As we completed setup of the software and phone system, Dr. Sproul and his wife Vesta entered the large ex-mansion that is now Ligonier ministries headquarters in Sanford. Their gait was slow and sober, marked with heavy expressions they traversed the long corridor that lead into Sproul’s office where we were setting up. They had just come from the hospital where they’d visited Denise Sproul, their daughter-in-law who was fighting cancer and had a very negative prognosis for recovery.  She would die a short time later in December of 2011 – the day before my son Ollie was born.  That night, the weight of the world looked to be upon their shoulders, and I began to wonder if we could continue on with this event.

Still, Dr. Sproul rallied and even made some wisecracks at the expense of my friend Matt. And so we got the event started.

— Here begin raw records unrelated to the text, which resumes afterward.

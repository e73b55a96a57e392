//! # Gateway Errors
//!
//! Every way a backend call can go wrong (transport failure, non-2xx status,
//! undecodable body) is collapsed into one generic kind. The response body of
//! a failed call is never parsed.

use strum::Display;
use thiserror::Error;

/// The gateway operation a failure belongs to.
#[derive(Debug, Clone, Copy, PartialEq, Eq, Display)]
#[strum(serialize_all = "snake_case")]
pub enum Operation {
    List,
    GetById,
    Create,
    Update,
    DeleteById,
}

/// A failed backend call.
#[derive(Debug, Clone, Error, PartialEq)]
pub enum NetworkError {
    #[error("{operation} request failed: {reason}")]
    RequestFailed { operation: Operation, reason: String },
}

impl NetworkError {
    pub fn request_failed(operation: Operation, reason: impl Into<String>) -> Self {
        NetworkError::RequestFailed {
            operation,
            reason: reason.into(),
        }
    }

    pub fn operation(&self) -> Operation {
        match self {
            NetworkError::RequestFailed { operation, .. } => *operation,
        }
    }
}
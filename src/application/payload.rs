use serde_json::{json, Value};

use crate::domain::entities::{Credentials, RequestPayload};
use crate::domain::error::PayPalError;
use crate::infrastructure::config::API_VERSION;

/// Turns a method identifier and caller parameters into the outbound payload.
pub trait PayloadBuilder: Send + Sync {
    fn build(&self, method: &str, params: &RequestPayload) -> Result<RequestPayload, PayPalError>;
}

fn require_method(method: &str) -> Result<(), PayPalError> {
    if method.trim().is_empty() {
        return Err(PayPalError::Payload("api method must not be empty".to_string()));
    }
    Ok(())
}

/// NVP payload: caller parameters plus credentials, `VERSION` and `METHOD`.
#[derive(Debug, Clone)]
pub struct NvpPayloadBuilder {
    credentials: Credentials,
}

impl NvpPayloadBuilder {
    pub fn new(credentials: Credentials) -> Self {
        NvpPayloadBuilder { credentials }
    }
}

impl PayloadBuilder for NvpPayloadBuilder {
    fn build(&self, method: &str, params: &RequestPayload) -> Result<RequestPayload, PayPalError> {
        require_method(method)?;
        let mut payload = params.clone();
        payload.insert("USER".into(), Value::String(self.credentials.username.clone()));
        payload.insert("PWD".into(), Value::String(self.credentials.password.clone()));
        if let Some(signature) = &self.credentials.signature {
            payload.insert("SIGNATURE".into(), Value::String(signature.clone()));
        }
        if let Some(subject) = &self.credentials.subject {
            payload.insert("SUBJECT".into(), Value::String(subject.clone()));
        }
        payload.insert("VERSION".into(), Value::String(API_VERSION.to_string()));
        payload.insert("METHOD".into(), Value::String(method.to_string()));
        Ok(payload)
    }
}

/// Adaptive Payments payload. Credentials travel in headers, so only the
/// request envelope is added.
#[derive(Debug, Clone, Default)]
pub struct JsonPayloadBuilder;

impl PayloadBuilder for JsonPayloadBuilder {
    fn build(&self, method: &str, params: &RequestPayload) -> Result<RequestPayload, PayPalError> {
        require_method(method)?;
        let mut payload = params.clone();
        payload
            .entry("requestEnvelope")
            .or_insert_with(|| json!({"errorLanguage": "en_US", "detailLevel": "ReturnAll"}));
        Ok(payload)
    }
}
use clap::{Parser, Subcommand};
use paypal_http::{ApiRequest, ApiResponse, ClientConfiguration, PayPalHttpClient, RequestPayload};
use serde_json::Value;
use std::process;
use tracing_subscriber::EnvFilter;

#[derive(Parser)]
#[command(name = "paypal-request", version, about = "Send one request to the PayPal classic APIs")]
struct Cli {
    #[command(subcommand)]
    command: Commands,
}

#[derive(Subcommand)]
enum Commands {
    /// Call an API method, e.g. SetExpressCheckout or Pay
    Call {
        method: String,
        /// Request parameter as KEY=VALUE, repeatable
        #[arg(short = 'p', long = "param", value_parser = parse_param)]
        params: Vec<(String, String)>,
        /// Sent as PAYPAL-CLIENT-METADATA-ID
        #[arg(long, env = "PAYPAL_FRAUDNET_ID")]
        fraudnet_id: Option<String>,
    },
    /// Post an IPN message back to PayPal for validation
    VerifyIpn {
        #[arg(short = 'p', long = "param", value_parser = parse_param)]
        params: Vec<(String, String)>,
    },
}

fn parse_param(raw: &str) -> Result<(String, String), String> {
    raw.split_once('=')
        .map(|(k, v)| (k.to_string(), v.to_string()))
        .filter(|(k, _)| !k.is_empty())
        .ok_or_else(|| format!("expected KEY=VALUE, got '{}'", raw))
}

fn to_payload(params: Vec<(String, String)>) -> RequestPayload {
    params.into_iter().map(|(k, v)| (k, Value::String(v))).collect()
}

#[tokio::main]
async fn main() {
    tracing_subscriber::fmt()
        .with_env_filter(EnvFilter::try_from_default_env().unwrap_or_else(|_| EnvFilter::new("info")))
        .with_writer(std::io::stderr)
        .init();

    let cli = Cli::parse();

    let config = match ClientConfiguration::from_env() {
        Ok(config) => config,
        Err(e) => {
            eprintln!("{}", e);
            process::exit(2);
        }
    };
    let client = match PayPalHttpClient::configure(config) {
        Ok(client) => client,
        Err(e) => {
            eprintln!("{}", e);
            process::exit(2);
        }
    };

    let response = match cli.command {
        Commands::Call { method, params, fraudnet_id } => {
            let mut request = ApiRequest::new(method);
            request.params = to_payload(params);
            request.fraudnet_id = fraudnet_id;
            client.execute(&request).await
        }
        Commands::VerifyIpn { params } => client.verify_ipn(&to_payload(params)).await,
    };

    match serde_json::to_string_pretty(&response) {
        Ok(json) => println!("{}", json),
        Err(e) => {
            eprintln!("failed to render response: {}", e);
            process::exit(1);
        }
    }
    if let ApiResponse::Error(_) = response {
        process::exit(1);
    }
}
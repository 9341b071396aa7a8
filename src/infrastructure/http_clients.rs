use reqwest::header::{HeaderMap, HeaderName, HeaderValue, CONTENT_TYPE};
use reqwest::tls::Version;
use reqwest::{Client, Identity, Response};

use crate::domain::entities::ClientConfiguration;
use crate::domain::error::PayPalError;
use crate::infrastructure::utils::EncodedBody;

/// Builds the transport once for an adapter: TLS 1.2 only, peer verification
/// from `validate_ssl`, client identity from the PEM file at `certificate`.
pub fn build_client(config: &ClientConfiguration) -> Result<Client, PayPalError> {
    let mut builder = Client::builder()
        .min_tls_version(Version::TLS_1_2)
        .max_tls_version(Version::TLS_1_2)
        .danger_accept_invalid_certs(!config.validate_ssl)
        .timeout(config.timeout);

    if let Some(path) = &config.certificate {
        let pem = std::fs::read(path).map_err(|e| {
            PayPalError::Config(format!("unable to read certificate {}: {}", path.display(), e))
        })?;
        let identity = Identity::from_pem(&pem).map_err(|e| {
            PayPalError::Config(format!("invalid certificate {}: {}", path.display(), e))
        })?;
        builder = builder.identity(identity);
    }

    builder
        .build()
        .map_err(|e| PayPalError::Config(format!("failed to build http client: {}", e)))
}

pub fn header_map(headers: &[(&str, String)]) -> Result<HeaderMap, PayPalError> {
    let mut map = HeaderMap::new();
    for (name, value) in headers {
        let name = HeaderName::from_bytes(name.as_bytes())
            .map_err(|e| PayPalError::Payload(format!("invalid header name {}: {}", name, e)))?;
        let value = HeaderValue::from_str(value)
            .map_err(|e| PayPalError::Payload(format!("invalid value for header {}: {}", name, e)))?;
        map.insert(name, value);
    }
    Ok(map)
}

pub async fn post_request(
    client: &Client,
    url: &str,
    body: &EncodedBody,
    headers: HeaderMap,
) -> Result<Response, reqwest::Error> {
    client
        .post(url)
        .headers(headers)
        .header(CONTENT_TYPE, body.content_type)
        .body(body.bytes.clone())
        .send()
        .await
}

/// Numeric code for a failure that produced no response. Values follow the
/// libcurl error numbers PayPal integrations usually log.
pub fn transport_code(err: &reqwest::Error) -> i64 {
    if err.is_timeout() {
        28
    } else if err.is_connect() {
        7
    } else if err.is_redirect() {
        47
    } else if err.is_body() || err.is_decode() {
        56
    } else if err.is_builder() {
        3
    } else {
        0
    }
}

#[cfg(test)]
mod tests {
    use super::*;
    use crate::domain::entities::{ApiKind, ApiMode, Credentials};
    use std::io::Write;

    fn config() -> ClientConfiguration {
        ClientConfiguration::for_mode(ApiKind::ExpressCheckout, ApiMode::Sandbox, Credentials::default())
    }

    #[test]
    fn builds_without_certificate() {
        assert!(build_client(&config()).is_ok());
    }

    #[test]
    fn builds_with_ssl_verification_off() {
        let mut cfg = config();
        cfg.validate_ssl = false;
        assert!(build_client(&cfg).is_ok());
    }

    #[test]
    fn missing_certificate_is_a_config_error() {
        let cfg = config().with_certificate("/definitely/not/here.pem");
        match build_client(&cfg) {
            Err(PayPalError::Config(msg)) => assert!(msg.contains("unable to read certificate")),
            other => panic!("unexpected: {:?}", other.map(|_| ())),
        }
    }

    #[test]
    fn builds_with_client_certificate() {
        let mut file = tempfile::NamedTempFile::new().unwrap();
        file.write_all(include_bytes!("../../tests/fixtures/client.pem")).unwrap();
        let cfg = config().with_certificate(file.path());
        assert!(build_client(&cfg).is_ok());
    }

    #[test]
    fn garbage_certificate_is_rejected() {
        let mut file = tempfile::NamedTempFile::new().unwrap();
        writeln!(file, "not a pem file").unwrap();
        let cfg = config().with_certificate(file.path());
        assert!(matches!(build_client(&cfg), Err(PayPalError::Config(_))));
    }

    #[test]
    fn header_map_rejects_bad_values() {
        assert!(header_map(&[("X-OK", "fine".to_string())]).is_ok());
        assert!(header_map(&[("X-BAD", "line\nbreak".to_string())]).is_err());
    }
}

Eventually, the time came to take questions from callers, and when one man called from a Pitsburg hospital where his wife was dying, I looked up from my laptop to see his wife Vesta had reached out and grabbed R.C.’s hand, conveying strength and affirmation to see him through the poignant and painful moment. She reached toward his bible, perched an arm’s length away on the desk, but he waved her off – perhaps already knowing what passages he would require (as it turned out), or perhaps just focused on listening as the man from Pitsburg expressed grief and frustration at his wife’s pain: ‘Why would God allow this? What could be done?’

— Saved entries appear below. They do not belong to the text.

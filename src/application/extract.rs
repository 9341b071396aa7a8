use serde_json::Value;

use crate::domain::error::PayPalError;
use crate::infrastructure::decode_nvp;

/// Turns a raw response body into the structured success value.
pub trait ResponseExtractor: Send + Sync {
    fn extract(&self, method: &str, body: &[u8]) -> Result<Value, PayPalError>;
}

#[derive(Debug, Clone, Default)]
pub struct NvpExtractor;

impl ResponseExtractor for NvpExtractor {
    fn extract(&self, _method: &str, body: &[u8]) -> Result<Value, PayPalError> {
        Ok(Value::Object(decode_nvp(body)))
    }
}

#[derive(Debug, Clone, Default)]
pub struct JsonExtractor;

impl ResponseExtractor for JsonExtractor {
    fn extract(&self, method: &str, body: &[u8]) -> Result<Value, PayPalError> {
        serde_json::from_slice(body).map_err(|e| PayPalError::Extraction {
            message: format!("{} returned a body that is not valid JSON", method),
            source: Some(Box::new(e)),
        })
    }
}

/// Body as a JSON string; used for IPN validation (`VERIFIED` / `INVALID`).
#[derive(Debug, Clone, Default)]
pub struct TextExtractor;

impl ResponseExtractor for TextExtractor {
    fn extract(&self, method: &str, body: &[u8]) -> Result<Value, PayPalError> {
        let text = std::str::from_utf8(body).map_err(|e| PayPalError::Extraction {
            message: format!("{} returned a body that is not UTF-8", method),
            source: Some(Box::new(e)),
        })?;
        Ok(Value::String(text.trim().to_string()))
    }
}
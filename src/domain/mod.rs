pub mod entities;
pub mod error;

“What would he say? What could he say?”, thought I.

Of course, the man from Pittsburgh couldn’t know that minutes earlier Dr. Sproul had come from the bedside of his daughter-in-law. To most any other man the situation would have either obliterated their resolve or perhaps caused them to revert coldly to some automatic reply engrained from years of rote memorization.  Instead, with the compassion, wisdom, and clear Biblical communication that marked his entire ministry, Dr. Sproul expanded on the grace and sovereignty of God in sickness and death and, indeed all of life.

This titan of theology had been tested before my very eyes. What I witnessed that day was what happens when right theology is lived out righteously, and I’ll never forget it as long as I live.

May the Lord continue to bless the memory and ministry of R.C. Sproul.  We will miss him greatly.